• _Action item_
Repeat exactly the lines from the start of the entries below through the line containing "and designer output)". Omit the rest.

• _Saved entries_

########

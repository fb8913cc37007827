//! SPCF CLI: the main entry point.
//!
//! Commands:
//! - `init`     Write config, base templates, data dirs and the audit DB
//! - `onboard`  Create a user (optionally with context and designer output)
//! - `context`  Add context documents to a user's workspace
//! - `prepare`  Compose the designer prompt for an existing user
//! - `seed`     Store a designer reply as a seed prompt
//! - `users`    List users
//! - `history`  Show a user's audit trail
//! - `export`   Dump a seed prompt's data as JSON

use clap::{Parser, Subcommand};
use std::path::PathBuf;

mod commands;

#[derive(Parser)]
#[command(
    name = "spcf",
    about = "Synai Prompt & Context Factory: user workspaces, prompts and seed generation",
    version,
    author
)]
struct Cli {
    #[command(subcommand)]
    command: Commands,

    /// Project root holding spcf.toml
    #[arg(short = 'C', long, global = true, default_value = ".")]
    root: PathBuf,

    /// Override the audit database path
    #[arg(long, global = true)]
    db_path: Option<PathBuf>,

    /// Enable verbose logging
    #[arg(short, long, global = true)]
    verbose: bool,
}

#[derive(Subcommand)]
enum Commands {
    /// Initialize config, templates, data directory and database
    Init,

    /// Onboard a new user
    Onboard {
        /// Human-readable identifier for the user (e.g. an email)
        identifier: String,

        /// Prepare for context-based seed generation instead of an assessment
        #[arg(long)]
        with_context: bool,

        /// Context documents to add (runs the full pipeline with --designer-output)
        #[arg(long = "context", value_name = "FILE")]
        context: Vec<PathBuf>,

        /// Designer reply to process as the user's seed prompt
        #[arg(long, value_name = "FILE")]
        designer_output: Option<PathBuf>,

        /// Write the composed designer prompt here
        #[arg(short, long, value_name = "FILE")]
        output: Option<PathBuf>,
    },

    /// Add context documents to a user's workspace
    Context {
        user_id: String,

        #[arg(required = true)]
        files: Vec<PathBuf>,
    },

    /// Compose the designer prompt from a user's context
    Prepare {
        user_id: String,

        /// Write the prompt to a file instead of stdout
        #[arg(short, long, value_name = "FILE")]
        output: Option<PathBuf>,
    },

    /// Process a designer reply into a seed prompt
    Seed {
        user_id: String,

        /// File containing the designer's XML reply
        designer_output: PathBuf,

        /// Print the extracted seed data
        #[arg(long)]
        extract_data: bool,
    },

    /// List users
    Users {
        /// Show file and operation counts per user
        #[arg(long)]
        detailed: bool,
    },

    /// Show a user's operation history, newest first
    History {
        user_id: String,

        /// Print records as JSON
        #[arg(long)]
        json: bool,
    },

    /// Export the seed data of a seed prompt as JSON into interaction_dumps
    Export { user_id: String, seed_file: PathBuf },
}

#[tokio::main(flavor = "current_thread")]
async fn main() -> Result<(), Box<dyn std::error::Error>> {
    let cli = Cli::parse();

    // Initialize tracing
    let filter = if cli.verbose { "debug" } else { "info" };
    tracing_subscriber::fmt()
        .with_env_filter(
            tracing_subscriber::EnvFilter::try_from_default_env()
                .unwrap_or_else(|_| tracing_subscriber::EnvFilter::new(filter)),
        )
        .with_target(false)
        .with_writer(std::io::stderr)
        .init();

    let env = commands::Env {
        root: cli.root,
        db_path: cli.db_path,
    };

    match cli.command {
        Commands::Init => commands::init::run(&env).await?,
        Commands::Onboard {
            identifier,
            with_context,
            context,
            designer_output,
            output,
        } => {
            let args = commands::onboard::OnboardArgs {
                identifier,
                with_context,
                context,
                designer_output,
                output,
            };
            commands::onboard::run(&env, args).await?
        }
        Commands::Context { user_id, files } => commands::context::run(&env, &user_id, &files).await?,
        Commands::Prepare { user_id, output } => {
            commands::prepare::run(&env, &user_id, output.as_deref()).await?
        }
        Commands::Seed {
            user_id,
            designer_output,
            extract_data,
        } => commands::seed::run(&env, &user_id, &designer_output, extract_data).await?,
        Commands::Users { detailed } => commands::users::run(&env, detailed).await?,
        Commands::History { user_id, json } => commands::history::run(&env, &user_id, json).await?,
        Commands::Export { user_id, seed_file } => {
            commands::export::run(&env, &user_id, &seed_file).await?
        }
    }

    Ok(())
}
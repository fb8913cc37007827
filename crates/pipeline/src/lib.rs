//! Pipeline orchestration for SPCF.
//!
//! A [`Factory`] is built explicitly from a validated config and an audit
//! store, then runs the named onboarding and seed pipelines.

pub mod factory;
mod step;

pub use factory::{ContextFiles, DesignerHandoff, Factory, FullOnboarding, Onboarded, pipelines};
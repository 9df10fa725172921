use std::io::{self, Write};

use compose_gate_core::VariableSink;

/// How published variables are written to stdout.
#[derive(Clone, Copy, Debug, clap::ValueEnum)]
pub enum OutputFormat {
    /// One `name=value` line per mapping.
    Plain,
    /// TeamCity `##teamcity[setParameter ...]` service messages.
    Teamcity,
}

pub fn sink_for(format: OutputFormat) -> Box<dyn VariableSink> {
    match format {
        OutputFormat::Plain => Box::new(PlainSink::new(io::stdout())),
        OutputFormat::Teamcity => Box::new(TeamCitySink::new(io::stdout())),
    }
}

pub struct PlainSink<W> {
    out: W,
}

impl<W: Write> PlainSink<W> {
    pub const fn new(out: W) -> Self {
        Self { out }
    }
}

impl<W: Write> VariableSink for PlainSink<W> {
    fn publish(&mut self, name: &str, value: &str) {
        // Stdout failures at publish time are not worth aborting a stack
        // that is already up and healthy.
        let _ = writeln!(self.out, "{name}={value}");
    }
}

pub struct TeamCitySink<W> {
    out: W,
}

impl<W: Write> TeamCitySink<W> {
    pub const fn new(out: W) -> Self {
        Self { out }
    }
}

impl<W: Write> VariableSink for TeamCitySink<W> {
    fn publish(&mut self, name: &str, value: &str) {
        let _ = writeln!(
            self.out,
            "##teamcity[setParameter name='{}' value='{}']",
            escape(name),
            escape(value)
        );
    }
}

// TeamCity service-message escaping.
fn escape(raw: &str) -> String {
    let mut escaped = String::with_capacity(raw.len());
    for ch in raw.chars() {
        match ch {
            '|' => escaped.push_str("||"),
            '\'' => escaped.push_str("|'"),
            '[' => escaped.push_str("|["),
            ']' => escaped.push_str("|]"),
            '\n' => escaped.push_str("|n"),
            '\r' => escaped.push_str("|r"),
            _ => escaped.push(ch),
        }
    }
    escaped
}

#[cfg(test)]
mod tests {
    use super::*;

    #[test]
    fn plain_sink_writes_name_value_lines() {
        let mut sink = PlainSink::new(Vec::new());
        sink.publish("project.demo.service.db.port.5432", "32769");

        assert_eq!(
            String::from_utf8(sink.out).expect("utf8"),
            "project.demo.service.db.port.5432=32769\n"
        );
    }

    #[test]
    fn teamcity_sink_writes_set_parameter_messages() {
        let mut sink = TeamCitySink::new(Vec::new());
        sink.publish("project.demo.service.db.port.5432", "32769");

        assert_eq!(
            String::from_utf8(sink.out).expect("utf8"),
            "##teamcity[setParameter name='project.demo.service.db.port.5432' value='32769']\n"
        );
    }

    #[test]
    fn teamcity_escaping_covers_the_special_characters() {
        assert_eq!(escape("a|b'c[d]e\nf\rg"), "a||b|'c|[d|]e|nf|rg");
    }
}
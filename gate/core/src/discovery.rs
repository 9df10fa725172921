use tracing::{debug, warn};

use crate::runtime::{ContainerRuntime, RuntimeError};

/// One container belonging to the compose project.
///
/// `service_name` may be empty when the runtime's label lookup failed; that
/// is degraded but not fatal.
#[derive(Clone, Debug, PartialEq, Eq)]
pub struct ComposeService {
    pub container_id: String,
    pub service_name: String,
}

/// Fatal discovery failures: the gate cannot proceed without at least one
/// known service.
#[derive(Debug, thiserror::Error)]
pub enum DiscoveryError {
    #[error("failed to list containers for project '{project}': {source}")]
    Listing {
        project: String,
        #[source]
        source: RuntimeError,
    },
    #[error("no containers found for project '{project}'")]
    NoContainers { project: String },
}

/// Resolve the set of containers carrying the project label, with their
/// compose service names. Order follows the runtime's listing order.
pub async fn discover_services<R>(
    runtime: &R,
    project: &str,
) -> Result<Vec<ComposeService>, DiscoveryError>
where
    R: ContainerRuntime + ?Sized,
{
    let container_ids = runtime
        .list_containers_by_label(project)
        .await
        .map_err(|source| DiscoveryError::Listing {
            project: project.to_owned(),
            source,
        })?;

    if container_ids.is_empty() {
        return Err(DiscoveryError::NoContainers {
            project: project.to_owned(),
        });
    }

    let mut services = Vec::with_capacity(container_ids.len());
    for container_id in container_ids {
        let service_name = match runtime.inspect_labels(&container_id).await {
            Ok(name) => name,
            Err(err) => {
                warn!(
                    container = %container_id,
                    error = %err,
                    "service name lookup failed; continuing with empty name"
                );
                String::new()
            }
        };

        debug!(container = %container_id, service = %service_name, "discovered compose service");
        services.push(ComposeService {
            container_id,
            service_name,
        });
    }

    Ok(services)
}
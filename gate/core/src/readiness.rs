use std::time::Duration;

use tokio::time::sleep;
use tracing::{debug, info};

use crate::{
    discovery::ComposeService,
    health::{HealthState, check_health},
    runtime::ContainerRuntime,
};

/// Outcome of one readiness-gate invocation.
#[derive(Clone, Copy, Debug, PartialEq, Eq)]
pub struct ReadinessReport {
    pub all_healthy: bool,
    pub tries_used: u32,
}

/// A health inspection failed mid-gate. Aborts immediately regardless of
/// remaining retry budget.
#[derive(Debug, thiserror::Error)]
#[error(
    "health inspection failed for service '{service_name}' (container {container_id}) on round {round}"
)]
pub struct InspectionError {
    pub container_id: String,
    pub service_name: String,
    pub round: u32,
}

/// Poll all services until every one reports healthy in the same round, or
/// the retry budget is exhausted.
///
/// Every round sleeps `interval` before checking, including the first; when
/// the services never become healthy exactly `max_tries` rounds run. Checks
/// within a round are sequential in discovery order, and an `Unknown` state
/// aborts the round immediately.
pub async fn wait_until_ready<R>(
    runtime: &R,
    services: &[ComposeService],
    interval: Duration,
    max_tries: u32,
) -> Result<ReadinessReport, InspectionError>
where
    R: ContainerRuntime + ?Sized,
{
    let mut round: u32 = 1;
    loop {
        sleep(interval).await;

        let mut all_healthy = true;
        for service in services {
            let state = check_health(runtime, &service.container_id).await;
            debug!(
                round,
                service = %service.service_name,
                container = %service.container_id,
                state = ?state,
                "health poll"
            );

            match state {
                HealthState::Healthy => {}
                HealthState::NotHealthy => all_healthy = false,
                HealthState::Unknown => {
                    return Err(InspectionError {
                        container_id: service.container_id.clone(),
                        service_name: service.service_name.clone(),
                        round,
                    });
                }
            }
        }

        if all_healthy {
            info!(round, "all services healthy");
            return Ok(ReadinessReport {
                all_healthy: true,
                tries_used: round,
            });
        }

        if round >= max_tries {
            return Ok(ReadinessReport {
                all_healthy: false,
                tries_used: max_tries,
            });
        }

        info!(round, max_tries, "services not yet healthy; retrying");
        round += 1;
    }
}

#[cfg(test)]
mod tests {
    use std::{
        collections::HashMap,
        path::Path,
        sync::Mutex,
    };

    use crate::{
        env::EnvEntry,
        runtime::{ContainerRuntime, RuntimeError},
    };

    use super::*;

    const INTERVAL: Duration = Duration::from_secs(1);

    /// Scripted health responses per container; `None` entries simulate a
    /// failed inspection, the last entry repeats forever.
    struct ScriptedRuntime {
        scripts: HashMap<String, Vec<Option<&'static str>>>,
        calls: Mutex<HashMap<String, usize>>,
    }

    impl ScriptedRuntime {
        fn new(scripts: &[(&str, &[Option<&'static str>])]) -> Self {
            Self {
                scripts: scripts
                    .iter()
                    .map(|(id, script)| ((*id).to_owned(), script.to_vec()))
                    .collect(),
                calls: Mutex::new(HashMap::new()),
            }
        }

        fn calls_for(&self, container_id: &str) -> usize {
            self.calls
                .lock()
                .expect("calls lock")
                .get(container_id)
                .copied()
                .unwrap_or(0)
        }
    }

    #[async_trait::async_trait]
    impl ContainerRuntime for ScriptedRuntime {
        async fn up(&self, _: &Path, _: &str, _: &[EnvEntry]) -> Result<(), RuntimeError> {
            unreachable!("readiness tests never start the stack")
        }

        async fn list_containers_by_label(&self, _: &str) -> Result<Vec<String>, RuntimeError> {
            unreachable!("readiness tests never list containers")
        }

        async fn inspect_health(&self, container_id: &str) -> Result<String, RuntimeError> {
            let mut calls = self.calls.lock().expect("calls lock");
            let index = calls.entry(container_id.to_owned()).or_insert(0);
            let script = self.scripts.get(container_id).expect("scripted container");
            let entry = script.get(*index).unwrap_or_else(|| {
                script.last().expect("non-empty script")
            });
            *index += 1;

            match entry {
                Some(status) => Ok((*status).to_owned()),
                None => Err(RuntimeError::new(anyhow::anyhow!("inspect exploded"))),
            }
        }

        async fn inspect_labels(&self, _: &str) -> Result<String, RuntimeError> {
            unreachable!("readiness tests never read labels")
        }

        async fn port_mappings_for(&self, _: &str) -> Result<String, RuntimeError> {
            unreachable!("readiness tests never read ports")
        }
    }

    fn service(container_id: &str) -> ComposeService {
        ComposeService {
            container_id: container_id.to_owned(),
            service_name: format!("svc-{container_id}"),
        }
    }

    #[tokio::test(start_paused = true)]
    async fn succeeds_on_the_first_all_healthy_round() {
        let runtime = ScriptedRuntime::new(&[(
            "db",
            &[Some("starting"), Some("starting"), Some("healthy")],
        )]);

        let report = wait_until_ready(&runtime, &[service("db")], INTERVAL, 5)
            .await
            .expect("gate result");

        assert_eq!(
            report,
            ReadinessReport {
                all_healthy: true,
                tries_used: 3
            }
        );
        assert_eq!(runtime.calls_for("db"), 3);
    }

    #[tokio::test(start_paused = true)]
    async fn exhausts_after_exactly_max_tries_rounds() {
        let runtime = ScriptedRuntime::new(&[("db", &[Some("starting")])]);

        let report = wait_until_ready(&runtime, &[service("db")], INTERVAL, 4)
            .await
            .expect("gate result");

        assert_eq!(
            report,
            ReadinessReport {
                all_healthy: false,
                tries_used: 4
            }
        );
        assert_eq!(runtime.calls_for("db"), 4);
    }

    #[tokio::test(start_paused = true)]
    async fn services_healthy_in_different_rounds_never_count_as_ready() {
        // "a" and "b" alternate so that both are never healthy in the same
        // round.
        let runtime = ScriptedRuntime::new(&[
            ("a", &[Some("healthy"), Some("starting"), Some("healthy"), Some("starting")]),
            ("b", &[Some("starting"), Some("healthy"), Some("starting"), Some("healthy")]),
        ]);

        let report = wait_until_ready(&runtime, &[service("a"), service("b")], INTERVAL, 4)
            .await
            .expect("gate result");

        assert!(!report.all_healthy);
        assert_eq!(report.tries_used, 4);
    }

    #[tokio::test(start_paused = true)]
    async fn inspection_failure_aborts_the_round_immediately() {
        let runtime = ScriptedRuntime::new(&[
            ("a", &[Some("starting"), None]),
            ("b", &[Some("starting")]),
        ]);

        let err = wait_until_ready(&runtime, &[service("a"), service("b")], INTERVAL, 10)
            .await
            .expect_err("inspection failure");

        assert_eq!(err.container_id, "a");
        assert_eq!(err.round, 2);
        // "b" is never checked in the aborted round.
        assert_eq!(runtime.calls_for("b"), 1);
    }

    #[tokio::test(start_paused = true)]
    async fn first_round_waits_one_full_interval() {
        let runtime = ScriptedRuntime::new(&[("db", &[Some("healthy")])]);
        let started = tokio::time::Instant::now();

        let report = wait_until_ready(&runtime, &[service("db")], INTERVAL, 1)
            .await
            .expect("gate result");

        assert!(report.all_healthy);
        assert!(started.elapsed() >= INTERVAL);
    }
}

########

• _Reply_
repository fb8913cc37007827
//! SPCF CLI: the main entry point.
//!
//! Commands:
//! - `init`     Write config, base templates, data dirs and the audit DB
//! - `onboard`  Create a user (optionally with context and designer output)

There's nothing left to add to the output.